Assignment>
Take every line from the entries below that includes the word "bool" and copy it.

Stored data>
-- Opening Marker --

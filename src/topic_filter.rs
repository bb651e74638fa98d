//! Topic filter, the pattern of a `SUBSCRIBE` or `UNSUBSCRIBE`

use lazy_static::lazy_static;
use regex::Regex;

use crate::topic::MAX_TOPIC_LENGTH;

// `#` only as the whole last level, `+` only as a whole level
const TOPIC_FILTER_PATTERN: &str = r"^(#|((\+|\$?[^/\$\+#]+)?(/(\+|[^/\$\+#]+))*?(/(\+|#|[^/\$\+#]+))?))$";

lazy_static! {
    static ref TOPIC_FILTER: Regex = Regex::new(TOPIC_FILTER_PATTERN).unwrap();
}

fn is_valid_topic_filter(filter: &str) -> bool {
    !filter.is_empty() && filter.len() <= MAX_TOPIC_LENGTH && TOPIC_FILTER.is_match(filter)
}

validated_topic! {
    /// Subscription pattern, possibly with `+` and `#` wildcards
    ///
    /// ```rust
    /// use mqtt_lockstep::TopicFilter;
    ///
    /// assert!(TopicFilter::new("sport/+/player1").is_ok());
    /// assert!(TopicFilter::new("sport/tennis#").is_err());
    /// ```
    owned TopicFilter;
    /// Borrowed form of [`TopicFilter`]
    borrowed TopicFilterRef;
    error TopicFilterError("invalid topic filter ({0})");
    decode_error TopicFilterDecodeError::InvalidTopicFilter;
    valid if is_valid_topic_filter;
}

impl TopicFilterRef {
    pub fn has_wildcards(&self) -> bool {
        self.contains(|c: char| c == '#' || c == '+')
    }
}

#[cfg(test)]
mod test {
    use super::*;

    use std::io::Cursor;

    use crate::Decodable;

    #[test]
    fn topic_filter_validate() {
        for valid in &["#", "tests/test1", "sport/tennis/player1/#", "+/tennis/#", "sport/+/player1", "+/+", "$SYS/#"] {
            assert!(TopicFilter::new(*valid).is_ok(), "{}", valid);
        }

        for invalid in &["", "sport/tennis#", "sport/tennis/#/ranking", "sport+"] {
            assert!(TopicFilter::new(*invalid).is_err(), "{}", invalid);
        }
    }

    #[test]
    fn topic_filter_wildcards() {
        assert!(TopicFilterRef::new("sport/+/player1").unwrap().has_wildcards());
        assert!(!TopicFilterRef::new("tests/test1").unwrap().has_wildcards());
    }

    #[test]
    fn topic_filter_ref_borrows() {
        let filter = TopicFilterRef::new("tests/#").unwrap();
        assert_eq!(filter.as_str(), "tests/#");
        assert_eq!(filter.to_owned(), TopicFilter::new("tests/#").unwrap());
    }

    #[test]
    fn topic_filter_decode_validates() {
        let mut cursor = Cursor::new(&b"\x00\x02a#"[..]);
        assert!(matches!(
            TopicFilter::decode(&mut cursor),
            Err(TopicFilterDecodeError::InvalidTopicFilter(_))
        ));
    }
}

-- Closing Marker --

Final answer>
fn is_valid_topic_filter(filter: &str) -> bool {
    pub fn has_wildcards(&self) -> bool {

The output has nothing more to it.